Your task: Report how many lines in the records below contain the word "simulation". Give only the number.
*** Dataset records Section Begins ***
use crate::character::{create_hero, Hero, HeroClass};
use crate::combat::types::CombatState;
use crate::core::game_log::{GameLog, LogKind};
use crate::dungeon::{generate_map, Coordinate, GameMap};
use rand::Rng;
use serde::Serialize;
use uuid::Uuid;

/// Global simulation mode. Encounter data lives only in the two phases that
/// need it.
#[derive(Debug, Clone, PartialEq, Serialize)]
#[serde(tag = "phase", content = "combat")]
pub enum GamePhase {
    Exploring,
    Combat(CombatState),
    /// Enemies stay in the roster so their defeat can still be drawn.
    CombatVictory(CombatState),
    MapTransition,
}

/// Data-less view of [`GamePhase`], for comparisons and reporting.
#[derive(Debug, Clone, Copy, PartialEq, Eq, Hash, Serialize)]
pub enum PhaseKind {
    Exploring,
    Combat,
    CombatVictory,
    MapTransition,
}

impl PhaseKind {
    pub const ALL: [PhaseKind; 4] = [
        PhaseKind::Exploring,
        PhaseKind::Combat,
        PhaseKind::CombatVictory,
        PhaseKind::MapTransition,
    ];

    pub fn name(&self) -> &'static str {
        match self {
            PhaseKind::Exploring => "Exploring",
            PhaseKind::Combat => "Combat",
            PhaseKind::CombatVictory => "CombatVictory",
            PhaseKind::MapTransition => "MapTransition",
        }
    }
}

impl GamePhase {
    pub fn kind(&self) -> PhaseKind {
        match self {
            GamePhase::Exploring => PhaseKind::Exploring,
            GamePhase::Combat(_) => PhaseKind::Combat,
            GamePhase::CombatVictory(_) => PhaseKind::CombatVictory,
            GamePhase::MapTransition => PhaseKind::MapTransition,
        }
    }

    pub fn combat(&self) -> Option<&CombatState> {
        match self {
            GamePhase::Combat(c) | GamePhase::CombatVictory(c) => Some(c),
            _ => None,
        }
    }
}

#[derive(Debug, Clone, Copy, PartialEq, Eq, Hash, Serialize)]
pub enum EntityId {
    Hero(u32),
    Enemy(Uuid),
}

#[derive(Debug, Clone, Copy, PartialEq, Eq, Serialize)]
pub enum ActionIntent {
    Attack,
    Skill,
    Heal,
    Hit,
}

/// Presentation hints for one entity during the current tick.
#[derive(Debug, Clone, PartialEq, Serialize)]
pub struct Annotation {
    pub entity: EntityId,
    pub action: Option<ActionIntent>,
    pub damage_taken: Option<u32>,
    pub skill_name: Option<&'static str>,
}

/// Per-tick visual intents keyed by entity. Rebuilt every tick, never read
/// by the simulation.
#[derive(Debug, Clone, Default, PartialEq, Serialize)]
pub struct Annotations {
    entries: Vec<Annotation>,
}

impl Annotations {
    pub fn clear(&mut self) {
        self.entries.clear();
    }

    pub fn get(&self, entity: EntityId) -> Option<&Annotation> {
        self.entries.iter().find(|a| a.entity == entity)
    }

    fn entry(&mut self, entity: EntityId) -> &mut Annotation {
        if let Some(pos) = self.entries.iter().position(|a| a.entity == entity) {
            return &mut self.entries[pos];
        }
        self.entries.push(Annotation {
            entity,
            action: None,
            damage_taken: None,
            skill_name: None,
        });
        let last = self.entries.len() - 1;
        &mut self.entries[last]
    }

    pub fn set_action(&mut self, entity: EntityId, action: ActionIntent) {
        self.entry(entity).action = Some(action);
    }

    pub fn set_skill(&mut self, entity: EntityId, action: ActionIntent, skill: &'static str) {
        let entry = self.entry(entity);
        entry.action = Some(action);
        entry.skill_name = Some(skill);
    }

    /// Records damage received. Also marks the entity as hit.
    pub fn record_hit(&mut self, entity: EntityId, damage: u32) {
        let entry = self.entry(entity);
        entry.action = Some(ActionIntent::Hit);
        entry.damage_taken = Some(damage);
    }

    pub fn len(&self) -> usize {
        self.entries.len()
    }

    pub fn is_empty(&self) -> bool {
        self.entries.is_empty()
    }
}

/// The single owned simulation context: party, map, position, phase and log.
#[derive(Debug, Clone, Serialize)]
pub struct GameState {
    pub party: Vec<Hero>,
    pub map: GameMap,
    pub position: Coordinate,
    pub phase: GamePhase,
    pub log: GameLog,
    pub annotations: Annotations,
    pub tick_count: u64,
}

impl GameState {
    /// Builds the party (ids from 1) and the level 1 map, then logs startup.
    pub fn new(classes: &[HeroClass], rng: &mut impl Rng) -> Self {
        let party = classes
            .iter()
            .enumerate()
            .map(|(i, &class)| create_hero(i as u32 + 1, class))
            .collect();
        let map = generate_map(1, None, rng);
        let position = map.start_pos;

        let mut log = GameLog::new();
        log.push("System ready. The party assembles...", LogKind::Info);
        log.push(format!("Entering region: {}", map.theme.name), LogKind::Info);

        Self {
            party,
            map,
            position,
            phase: GamePhase::Exploring,
            log,
            annotations: Annotations::default(),
            tick_count: 0,
        }
    }

    /// One hero of each of the six classes.
    pub fn with_default_party(rng: &mut impl Rng) -> Self {
        Self::new(&HeroClass::ALL, rng)
    }

    pub fn phase_kind(&self) -> PhaseKind {
        self.phase.kind()
    }

    pub fn combat(&self) -> Option<&CombatState> {
        self.phase.combat()
    }
}
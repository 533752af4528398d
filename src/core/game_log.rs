//! Bounded rolling log of typed, timestamped messages.
//!
//! Every append is mirrored to `tracing` at debug level. Hosts print the
//! log themselves, so the mirror only shows up when asked for.

use crate::core::constants::MAX_LOG_ENTRIES;
use chrono::{DateTime, Utc};
use serde::Serialize;
use std::collections::VecDeque;

#[derive(Debug, Clone, Copy, PartialEq, Eq, Serialize)]
pub enum LogKind {
    Info,
    Combat,
    Loot,
    Danger,
    Skill,
}

impl LogKind {
    pub fn label(&self) -> &'static str {
        match self {
            LogKind::Info => "info",
            LogKind::Combat => "combat",
            LogKind::Loot => "loot",
            LogKind::Danger => "danger",
            LogKind::Skill => "skill",
        }
    }
}

#[derive(Debug, Clone, PartialEq, Serialize)]
pub struct LogEntry {
    pub id: u64,
    pub message: String,
    pub kind: LogKind,
    pub timestamp: DateTime<Utc>,
}

/// Keeps the most recent [`MAX_LOG_ENTRIES`] entries, oldest first.
#[derive(Debug, Clone, Default, Serialize)]
pub struct GameLog {
    entries: VecDeque<LogEntry>,
    next_id: u64,
}

impl GameLog {
    pub fn new() -> Self {
        Self::default()
    }

    pub fn push(&mut self, message: impl Into<String>, kind: LogKind) -> &LogEntry {
        let message = message.into();
        tracing::debug!(kind = kind.label(), "{}", message);

        if self.entries.len() >= MAX_LOG_ENTRIES {
            self.entries.pop_front();
        }
        self.entries.push_back(LogEntry {
            id: self.next_id,
            message,
            kind,
            timestamp: Utc::now(),
        });
        self.next_id += 1;

        &self.entries[self.entries.len() - 1]
    }

    pub fn entries(&self) -> impl Iterator<Item = &LogEntry> {
        self.entries.iter()
    }

    pub fn len(&self) -> usize {
        self.entries.len()
    }

    pub fn is_empty(&self) -> bool {
        self.entries.is_empty()
    }

    pub fn last(&self) -> Option<&LogEntry> {
        self.entries.back()
    }

    /// Total entries ever appended, including evicted ones
    pub fn total_written(&self) -> u64 {
        self.next_id
    }
}
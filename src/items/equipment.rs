use super::types::{EquipmentSlot, Item, StatBonuses};
use serde::Serialize;

/// A hero's five equipment slots, each holding at most one item.
#[derive(Debug, Clone, Default, PartialEq, Serialize)]
pub struct Equipment {
    pub weapon: Option<Item>,
    pub head: Option<Item>,
    pub body: Option<Item>,
    pub hands: Option<Item>,
    pub feet: Option<Item>,
}

impl Equipment {
    pub fn new() -> Self {
        Self::default()
    }

    pub fn get(&self, slot: EquipmentSlot) -> Option<&Item> {
        match slot {
            EquipmentSlot::Weapon => self.weapon.as_ref(),
            EquipmentSlot::Head => self.head.as_ref(),
            EquipmentSlot::Body => self.body.as_ref(),
            EquipmentSlot::Hands => self.hands.as_ref(),
            EquipmentSlot::Feet => self.feet.as_ref(),
        }
    }

    /// Puts `item` into `slot` and returns whatever was there before.
    pub fn set(&mut self, slot: EquipmentSlot, item: Option<Item>) -> Option<Item> {
        let target = match slot {
            EquipmentSlot::Weapon => &mut self.weapon,
            EquipmentSlot::Head => &mut self.head,
            EquipmentSlot::Body => &mut self.body,
            EquipmentSlot::Hands => &mut self.hands,
            EquipmentSlot::Feet => &mut self.feet,
        };
        std::mem::replace(target, item)
    }

    pub fn iter_equipped(&self) -> impl Iterator<Item = &Item> {
        [&self.weapon, &self.head, &self.body, &self.hands, &self.feet]
            .into_iter()
            .filter_map(|item| item.as_ref())
    }

    /// Sum of every equipped item's bonuses
    pub fn total_bonuses(&self) -> StatBonuses {
        self.iter_equipped()
            .fold(StatBonuses::default(), |acc, item| acc + item.stats)
    }
}
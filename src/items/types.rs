use serde::Serialize;
use uuid::Uuid;

#[derive(Debug, Clone, Copy, PartialEq, Eq, Hash, Serialize)]
pub enum EquipmentSlot {
    Weapon,
    Head,
    Body,
    Hands,
    Feet,
}

impl EquipmentSlot {
    pub const ALL: [EquipmentSlot; 5] = [
        EquipmentSlot::Weapon,
        EquipmentSlot::Head,
        EquipmentSlot::Body,
        EquipmentSlot::Hands,
        EquipmentSlot::Feet,
    ];

    pub fn name(&self) -> &'static str {
        match self {
            EquipmentSlot::Weapon => "Weapon",
            EquipmentSlot::Head => "Head",
            EquipmentSlot::Body => "Body",
            EquipmentSlot::Hands => "Hands",
            EquipmentSlot::Feet => "Feet",
        }
    }
}

#[derive(Debug, Clone, Copy, PartialEq, Eq, PartialOrd, Ord, Serialize)]
pub enum Rarity {
    Common = 0,
    Rare = 1,
    Epic = 2,
    Legendary = 3,
    Mythic = 4,
}

impl Rarity {
    /// Returns the display name for this rarity tier.
    pub fn name(&self) -> &'static str {
        match self {
            Rarity::Common => "Common",
            Rarity::Rare => "Rare",
            Rarity::Epic => "Epic",
            Rarity::Legendary => "Legendary",
            Rarity::Mythic => "Mythic",
        }
    }

    /// Multiplier applied to the level-scaled stat budget.
    pub fn multiplier(&self) -> f64 {
        match self {
            Rarity::Common => 1.0,
            Rarity::Rare => 1.5,
            Rarity::Epic => 2.0,
            Rarity::Legendary => 3.0,
            Rarity::Mythic => 5.0,
        }
    }
}

/// Partial stat bundle granted by an item. A zero field means the item does
/// not touch that stat.
#[derive(Debug, Clone, Copy, Default, PartialEq, Eq, Serialize)]
pub struct StatBonuses {
    pub hp: u32,
    pub mp: u32,
    pub atk: u32,
    pub def: u32,
    pub spd: u32,
}

impl StatBonuses {
    /// Comparison score: hp is discounted tenfold, mp is not counted.
    pub fn score(&self) -> f64 {
        self.hp as f64 / 10.0 + self.atk as f64 + self.def as f64 + self.spd as f64
    }

    pub fn is_empty(&self) -> bool {
        *self == StatBonuses::default()
    }

    /// Short summary such as "+12 ATK +3 DEF"
    pub fn summary(&self) -> String {
        [
            ("HP", self.hp),
            ("MP", self.mp),
            ("ATK", self.atk),
            ("DEF", self.def),
            ("SPD", self.spd),
        ]
        .iter()
        .filter(|(_, v)| *v > 0)
        .map(|(label, v)| format!("+{} {}", v, label))
        .collect::<Vec<_>>()
        .join(" ")
    }
}

impl std::ops::Add for StatBonuses {
    type Output = StatBonuses;

    fn add(self, rhs: StatBonuses) -> StatBonuses {
        StatBonuses {
            hp: self.hp + rhs.hp,
            mp: self.mp + rhs.mp,
            atk: self.atk + rhs.atk,
            def: self.def + rhs.def,
            spd: self.spd + rhs.spd,
        }
    }
}

/// An immutable piece of gear.
#[derive(Debug, Clone, PartialEq, Serialize)]
pub struct Item {
    pub id: Uuid,
    pub name: String,
    pub slot: EquipmentSlot,
    pub rarity: Rarity,
    pub stats: StatBonuses,
    /// Weighted sum of `stats`, used only to compare items
    pub score: f64,
}

impl Item {
    pub fn new(id: Uuid, name: String, slot: EquipmentSlot, rarity: Rarity, stats: StatBonuses) -> Self {
        Self {
            id,
            name,
            slot,
            rarity,
            score: stats.score(),
            stats,
        }
    }
}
*** Dataset records Section Ends ***
Output: 3